【連載】『LoL』チャレンジャーAirの楽しく勝てるサポート講座

サポートの“役割”を正しく理解しよう【Airの「楽しく勝てるサポート講座」第2回】

2020.12.30 Air
みなさんこんにちは、Airです。

第1回をお読みいただいた皆様、ありがとうございました。思った以上に反響をいただき、うれしい限りです。

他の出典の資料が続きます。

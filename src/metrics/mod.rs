//! Metrics module
//!
//! Prometheus metrics for brokered upload operations, exposed in the text
//! format on `GET /metrics`.

use lazy_static::lazy_static;
use prometheus::{
    register_counter_vec, register_histogram, register_histogram_vec, CounterVec, Encoder,
    Histogram, HistogramVec, TextEncoder,
};

lazy_static! {
    // Orchestrator metrics
    pub static ref OPERATIONS_TOTAL: CounterVec = register_counter_vec!(
        "uploadr_operations_total",
        "Total upload operations brokered",
        &["operation", "status"]
    ).unwrap();

    pub static ref OPERATION_DURATION: HistogramVec = register_histogram_vec!(
        "uploadr_operation_duration_seconds",
        "Upload operation duration in seconds, backend round trips included",
        &["operation"],
        vec![0.001, 0.005, 0.01, 0.05, 0.1, 0.5, 1.0, 5.0, 10.0]
    ).unwrap();

    // Multipart metrics
    pub static ref LIST_PAGES: Histogram = register_histogram!(
        "uploadr_list_parts_pages",
        "Number of ListParts pages fetched per listing",
        vec![1.0, 2.0, 5.0, 10.0, 50.0, 100.0]
    ).unwrap();

    pub static ref COMPLETED_PARTS: Histogram = register_histogram!(
        "uploadr_completed_parts",
        "Number of parts per completed multipart upload",
        vec![1.0, 5.0, 10.0, 50.0, 100.0, 500.0, 1000.0, 10000.0]
    ).unwrap();

    // HTTP metrics
    pub static ref HTTP_REQUESTS_TOTAL: CounterVec = register_counter_vec!(
        "uploadr_http_requests_total",
        "HTTP requests by method and response status",
        &["method", "status"]
    ).unwrap();

    // Error metrics
    pub static ref ERRORS_TOTAL: CounterVec = register_counter_vec!(
        "uploadr_errors_total",
        "Total errors",
        &["type"]
    ).unwrap();
}

/// Record an orchestrator operation outcome and its duration
pub fn record_operation(operation: &str, status: &str, duration_secs: f64) {
    OPERATIONS_TOTAL
        .with_label_values(&[operation, status])
        .inc();
    OPERATION_DURATION
        .with_label_values(&[operation])
        .observe(duration_secs);
}

/// Record how many pages one part listing needed
pub fn record_list_pages(pages: usize) {
    LIST_PAGES.observe(pages as f64);
}

/// Record the part count of a completed upload
pub fn record_completed_parts(parts_count: usize) {
    COMPLETED_PARTS.observe(parts_count as f64);
}

/// Record an HTTP response
pub fn record_http_request(method: &str, status: u16) {
    let status = status.to_string();
    HTTP_REQUESTS_TOTAL
        .with_label_values(&[method, status.as_str()])
        .inc();
}

/// Record an error
pub fn record_error(error_type: &str) {
    ERRORS_TOTAL.with_label_values(&[error_type]).inc();
}

/// Render every registered metric in the Prometheus text format
pub fn gather_text() -> Result<String, prometheus::Error> {
    let encoder = TextEncoder::new();
    let mut buffer = Vec::new();
    encoder.encode(&prometheus::gather(), &mut buffer)?;
    String::from_utf8(buffer).map_err(|e| prometheus::Error::Msg(e.to_string()))
}

#[cfg(test)]
mod tests {
    use super::*;

    #[test]
    fn test_record_operation() {
        record_operation("sign_part", "success", 0.002);
        assert!(
            OPERATIONS_TOTAL
                .with_label_values(&["sign_part", "success"])
                .get()
                >= 1.0
        );
    }

    #[test]
    fn test_gather_text_contains_metrics() {
        record_http_request("GET", 200);
        record_completed_parts(3);
        let text = gather_text().unwrap();
        assert!(text.contains("uploadr_http_requests_total"));
        assert!(text.contains("uploadr_completed_parts"));
    }
}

いよいよ今回から本格的に、「サポート」をうまくなる方法や考え方について、ふれていきます。まずは基本的な部分ですが、あらためて「サポート」の仕事とは何なのか、その「理由」のところまで説明していきたいと思います。

その1 ADCとサポートの関係を理解しよう


さて、サポートはADCと一緒にボットレーンに行くロールです。上はトップレーン、真ん中はミッドレーン、下はボットレーンと呼びます。

▲レーンの場所と呼び方


他のレーンと違って1人でプレイするロールではなく、レーン戦はADCと2人で戦うロールです。では、なぜ2人で戦うのでしょうか? 

▲ボットレーンは2対2が基本

ADCは装備依存度がとても高いアタッカーです。スキルをメインとするチャンピオンが多い中、通常攻撃(右クリック)を主体に攻撃します。装備を積むことで通常攻撃のダメージを増やしたり、攻撃速度を早くしたりできます。通常攻撃が遠距離攻撃なのも特徴ですね。

通常攻撃はマナも必要ないので、装備がそろってしまえば最初から最後まで継続的にダメージを出すことが可能です。もちろん戦闘面もですが、オブジェクトに攻撃するときも同様です(タワー、バロン、ドラゴン等)。

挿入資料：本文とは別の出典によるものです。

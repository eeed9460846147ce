//! HTTP server module
//!
//! Binds the listener, builds the long-lived storage client and orchestrator,
//! and serves the upload façade over HTTP/1.1 with `hyper`.
//!
//! # Example
//!
//! ```no_run
//! use multipart_uploadr::config::Config;
//! use multipart_uploadr::server::Server;
//!
//! # async fn example() -> Result<(), Box<dyn std::error::Error>> {
//! let config = Config::from_env()?;
//! let server = Server::new(config).await?;
//! println!("Listening on {}", server.local_addr());
//! server.run().await?;
//! # Ok(())
//! # }
//! ```

pub mod handler;

pub use handler::{handle_request, AppState, HandlerError};

use crate::config::Config;
use crate::s3::{S3Client, S3ClientConfig};
use crate::upload::UploadOrchestrator;
use hyper::server::conn::http1;
use hyper::service::service_fn;
use hyper_util::rt::TokioIo;
use std::net::SocketAddr;
use std::sync::Arc;
use thiserror::Error;
use tokio::net::TcpListener;
use tracing::{error, info};

/// Server errors
#[derive(Error, Debug)]
pub enum ServerError {
    #[error("Failed to bind to address: {0}")]
    BindError(String),

    #[error("Server error: {0}")]
    RuntimeError(String),
}

/// HTTP Server
pub struct Server {
    state: Arc<AppState>,
    listener: TcpListener,
    local_addr: SocketAddr,
}

impl Server {
    /// Create a server bound to the configured address.
    ///
    /// Port 0 binds an OS-assigned port; see [`Server::local_addr`].
    pub async fn new(config: Config) -> Result<Self, ServerError> {
        let addr: SocketAddr = config
            .server
            .address
            .parse()
            .map_err(|e| ServerError::BindError(format!("Invalid address: {}", e)))?;

        let client = S3Client::new(S3ClientConfig::from_config(&config.s3, &config.upload))
            .await
            .map_err(|e| ServerError::RuntimeError(format!("Failed to create S3 client: {}", e)))?;
        info!(
            bucket = client.bucket(),
            region = client.region(),
            endpoint = %client.endpoint(),
            "S3 client ready"
        );

        let orchestrator = UploadOrchestrator::new(Arc::new(client), &config.upload);
        Self::with_orchestrator(config, addr, orchestrator).await
    }

    /// Create a server around an already built orchestrator
    pub async fn with_orchestrator(
        config: Config,
        addr: SocketAddr,
        orchestrator: UploadOrchestrator,
    ) -> Result<Self, ServerError> {
        let listener = TcpListener::bind(addr)
            .await
            .map_err(|e| ServerError::BindError(format!("Failed to bind to {}: {}", addr, e)))?;

        let local_addr = listener
            .local_addr()
            .map_err(|e| ServerError::BindError(format!("Failed to get local address: {}", e)))?;

        info!("Server bound to {}", local_addr);

        Ok(Self {
            state: Arc::new(AppState::new(orchestrator, Arc::new(config))),
            listener,
            local_addr,
        })
    }

    /// The address the server is bound to
    pub fn local_addr(&self) -> SocketAddr {
        self.local_addr
    }

    /// Serve until Ctrl-C
    pub async fn run(self) -> Result<(), ServerError> {
        let shutdown = async {
            if let Err(e) = tokio::signal::ctrl_c().await {
                error!("Failed to listen for shutdown signal: {}", e);
                std::future::pending::<()>().await;
            }
        };
        self.run_until(shutdown).await
    }

    /// Serve until `shutdown` resolves
    pub async fn run_until<F>(self, shutdown: F) -> Result<(), ServerError>
    where
        F: std::future::Future<Output = ()>,
    {
        info!("Starting server on {}", self.local_addr);
        tokio::pin!(shutdown);

        loop {
            let (stream, peer_addr) = tokio::select! {
                accepted = self.listener.accept() => match accepted {
                    Ok(conn) => conn,
                    Err(e) => {
                        error!("Failed to accept connection: {}", e);
                        continue;
                    }
                },
                _ = &mut shutdown => {
                    info!("Shutting down server");
                    return Ok(());
                }
            };

            let state = Arc::clone(&self.state);

            tokio::spawn(async move {
                let io = TokioIo::new(stream);

                let service = service_fn(move |req| {
                    let state = Arc::clone(&state);
                    async move { handle_request(req, state).await }
                });

                if let Err(e) = http1::Builder::new().serve_connection(io, service).await {
                    error!("Error serving connection from {}: {}", peer_addr, e);
                }
            });
        }
    }
}

#[cfg(test)]
mod tests {
    use super::*;
    use crate::config::S3Config;

    fn test_config(address: &str) -> Config {
        Config {
            server: crate::config::ServerConfig {
                address: address.into(),
                ..Default::default()
            },
            s3: S3Config {
                bucket: "test-bucket".into(),
                region: "us-east-1".into(),
                endpoint: Some("http://127.0.0.1:9".into()),
                access_key: Some("test".into()),
                secret_key: Some("test".into()),
                force_path_style: true,
            },
            upload: Default::default(),
            metrics: Default::default(),
        }
    }

    #[tokio::test]
    async fn test_server_binds_ephemeral_port() {
        let server = Server::new(test_config("127.0.0.1:0")).await.unwrap();
        assert_ne!(server.local_addr().port(), 0);
    }

    #[tokio::test]
    async fn test_server_invalid_address() {
        let result = Server::new(test_config("invalid")).await;
        assert!(matches!(result, Err(ServerError::BindError(_))));
    }

    #[tokio::test]
    async fn test_run_until_shutdown() {
        let server = Server::new(test_config("127.0.0.1:0")).await.unwrap();
        let result = server.run_until(async {}).await;
        assert!(result.is_ok());
    }
}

ただし、攻撃面が強い分、防御面は他のチャンピオンよりも低く設定されているためにとても脆いです。特に最序盤は装備依存度が高く脆いため、他のレーナーよりも弱めです。

なので、ADCはサポートの補助を受けながらゴールドを集めて装備を買い、強くなっていきます

ここで、ADCは「終盤」に向けて強くなっていくということを忘れないでください。ADCが存在感を出すのは中盤以降、特に終盤です。

(※ADCのタイプによって序盤向けに作られたチャンピオンや、終盤向けに作られたチャンピオン、純粋なアタッカーだったり、スローやスタンで補助もできるADCも存在します。ADCのタイプやサポートとの相性、この構成ではどのようなタイプを選ぶのが強いなどは、別の記事で解説します)。

これでなぜ、ADCが1人のレーンではなくて2人のレーンなのかわかりましたね。でも、2人のレーンでもう一つ重要な要素があります。

それは「経験値」と「ゴールド」です。

レーンに流れてくる敵ミニオンが倒れた場合、その経験値は近くにいるチャンピオンに配られます。1人ならすべて獲得できますが、2人でいると分配されてしまいます。

もしボットレーンに序盤や中盤に試合を動かしたいファイターやメイジで行ってしまうと、1人ですべての経験値を獲得している他のレーンのファイターやメイジに対して勝てなくなり、存在感がないまま試合が進んでしまいます。

もちろん、序盤からボットレーン対面のADCに対しては有利が取れますが(詳しくは「構成」の記事で解説します)、試合が長引いた時に終盤にダメージを出す役割の人がいなくなるので、ADCがチームにいないとチームがダメージ不足に陥りやすくなります。

先ほど説明したように、ADCの強さは大部分が装備に依存するので、ADCは他のチャンピオンよりも経験値をサポートに分配するデメリットが少ないのです。ゴールドさえ安全に獲得できて装備が完成すれば試合に貢献できます。その分、序盤に弱くレベルも他のレーナーよりも低くなってしまうため、補助が必要なんですね。

では、サポートのチャンピオンはどうでしょうか。

ADCにゴールドを集めたいので、敵ミニオンのラストヒットを取ることで得られるCS(敵ミニオンのラストヒットを取ることで得られるゴールド)をADCにすべて渡します。経験値も分配するので、当然他のレーナーよりもレベルも低めです。チーム5人の中だったら一番弱い状態になりますよね。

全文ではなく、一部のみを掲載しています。